Over the past two months, she's made some progress, but it's been painfully slow and is easily forgotten.  Still, I was living under the assumption that maybe my dog just had a hidden capacity for intelligence - that all I had to do was work hard enough and maybe she'd wake up one day and be smart and capable like a normal dog.  Until last night.  

Last night I was sitting on my couch mindlessly surfing the internet when I looked up and noticed my dog licking the floor.  Just licking and licking.  At first I though maybe I'd spilled something there, but her licking did not seem to be localized to one spot.  Rather, she was walking around the room licking seemingly at random.  She lay down on her side and kept licking out of the side of her mouth while staring directly at me.  



At that moment I realized that I needed to know for sure whether my dog was retarded or not.  

I Googled "how to tell if your dog is retarded" and after a bit of research, I found a dog IQ test that looked fairly legitimate.  It involved testing your dog's ability to solve a few very basic problems, like figuring out how to get out from underneath a blanket. 

I gathered the necessary supplies and began testing.  

The first test asked me to call my dog using a variety of words that were not her name to gauge whether she could tell the difference.  I called out "refrigerator!" and was pleased to see that my dog did not respond.  She also failed to respond to "movie," "dishwasher" and "banana."  I was beginning to feel  very proud of her.  Then came the crucial step: I called her name.  Nothing.  I called it a few more times to be sure.  Still nothing.  

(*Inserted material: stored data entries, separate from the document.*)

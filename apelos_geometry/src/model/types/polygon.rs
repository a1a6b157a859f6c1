use super::{CompositeGeometryTrait, Coordinates, GeometryTrait, RingGeometry};
use anyhow::{Context, Result, ensure};
use apelos_core::json::JsonValue;
use geo::Contains;
use std::fmt::Debug;

/// An outer ring followed by any number of holes.
#[derive(Clone, PartialEq)]
pub struct PolygonGeometry(pub Vec<RingGeometry>);

impl PolygonGeometry {
	/// `None` for a polygon without rings.
	#[must_use]
	pub fn to_geo(&self) -> Option<geo::Polygon<f64>> {
		let (exterior, interiors) = self.0.split_first()?;
		Some(geo::Polygon::new(
			exterior.to_geo(),
			interiors.iter().map(RingGeometry::to_geo).collect(),
		))
	}
}

impl GeometryTrait for PolygonGeometry {
	fn verify(&self) -> Result<()> {
		ensure!(!self.0.is_empty(), "Polygon must have at least one ring");
		for (index, ring) in self.0.iter().enumerate() {
			ring.verify().with_context(|| format!("in ring {index}"))?;
		}
		Ok(())
	}

	fn to_coord_json(&self) -> JsonValue {
		JsonValue::from(self.0.iter().map(RingGeometry::to_coord_json).collect::<Vec<_>>())
	}

	fn iter_coordinates(&self) -> impl Iterator<Item = &Coordinates> {
		self.0.iter().flat_map(RingGeometry::iter_coordinates)
	}

	fn contains_point(&self, x: f64, y: f64) -> bool {
		self
			.to_geo()
			.is_some_and(|polygon| polygon.contains(&geo::Point::new(x, y)))
	}
}

impl CompositeGeometryTrait<RingGeometry> for PolygonGeometry {
	fn new() -> Self {
		Self(Vec::new())
	}
	fn as_vec(&self) -> &Vec<RingGeometry> {
		&self.0
	}
}

impl Debug for PolygonGeometry {
	fn fmt(&self, f: &mut std::fmt::Formatter<'_>) -> std::fmt::Result {
		f.debug_list().entries(&self.0).finish()
	}
}

crate::impl_from_array!(PolygonGeometry, RingGeometry);
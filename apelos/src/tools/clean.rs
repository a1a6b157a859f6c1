use anyhow::{Context, Result};
use apelos::{geometry::geojson::read_geojson_file, viewer::content::clean::clean_collection};
use std::{fs, path::PathBuf};

#[derive(clap::Args, Debug)]
#[command(arg_required_else_help = true, disable_version_flag = true, verbatim_doc_comment)]
pub struct Subcommand {
	/// GeoJSON file whose features carry HTML in "Description"
	input: PathBuf,

	/// Where to write the cleaned GeoJSON.
	/// "Description" becomes plain text, "Link" holds the first http(s) link or null.
	#[arg(verbatim_doc_comment)]
	output: PathBuf,
}

pub fn run(arguments: &Subcommand) -> Result<()> {
	let mut collection = read_geojson_file(&arguments.input)?;
	let links = clean_collection(&mut collection);

	fs::write(&arguments.output, collection.to_json().stringify() + "\n")
		.with_context(|| format!("failed to write \"{}\"", arguments.output.display()))?;

	log::info!(
		"cleaned {} features, {links} with a document link, into {:?}",
		collection.len(),
		arguments.output
	);
	Ok(())
}
//! GeoJSON features and geometries, the extent calculator and point-in-area tests.
//!
//! Features are read from GeoJSON with [`geojson::read_geojson`] or
//! [`geojson::parse_geojson`], KML placemarks with [`kml::read_kml`].
//! [`compute_extent`] folds every coordinate of a feature
//! sequence into one [`GeoBBox`](apelos_core::GeoBBox).

pub mod extent;
pub mod model;
pub mod geojson;
pub mod kml;

pub use extent::compute_extent;
pub use model::*;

The words hung like a neon sign broadcasting my dog's failure.  "It's okay," I thought.  "She'll do better on the next one."  

In the second test, I had to put a blanket over my dog and time her to see how long it took her to get out.  I threw the blanket over her and started my stopwatch.  She made some cursory attempts at freeing herself, but as the seconds ticked by, it became clear that she was not going to pass.  


Still, I gave her the benefit of the doubt and assumed that she just enjoyed being under there and could get out if she wanted to.  I added an extra couple points to her tally for faith's sake. 

After flagrantly failing three more tests, it came down to the final trial.  If she could score five out of five possible points on this section of the test, she could bump herself out of the bottom category into "below average."  

First, I had to make her sit, which was a test in and of itself.  Then I was supposed to show her a biscuit, let her sniff it, then - after making sure she was watching - place the biscuit on the ground and put a plastic cup over it.  If she knocked over the cup to get the biscuit within a certain amount of time, she'd pass the test.  

I put the biscuit under the cup and started the timer.  

My dog ran over to the cup and sniffed it.  She walked around it once and then looked up at me like I was some sort of wizard.  I pointed to the cup.  I knew it was cheating, but I wanted to help my dog pass her test.  


She didn't understand, but she knew she was supposed to do something, so she just started frantically doing things because maybe - just maybe - one of those things would be the right thing and the magical wizard cup would let her know where the treat went.  

 

After five minutes of watching my dog aimlessly tear around the house, I finally accepted that she was not going to pass any part of the test and yes, she was most likely mentally challenged.  But damn it, I was not going to let my poor, retarded dog feel like she failed.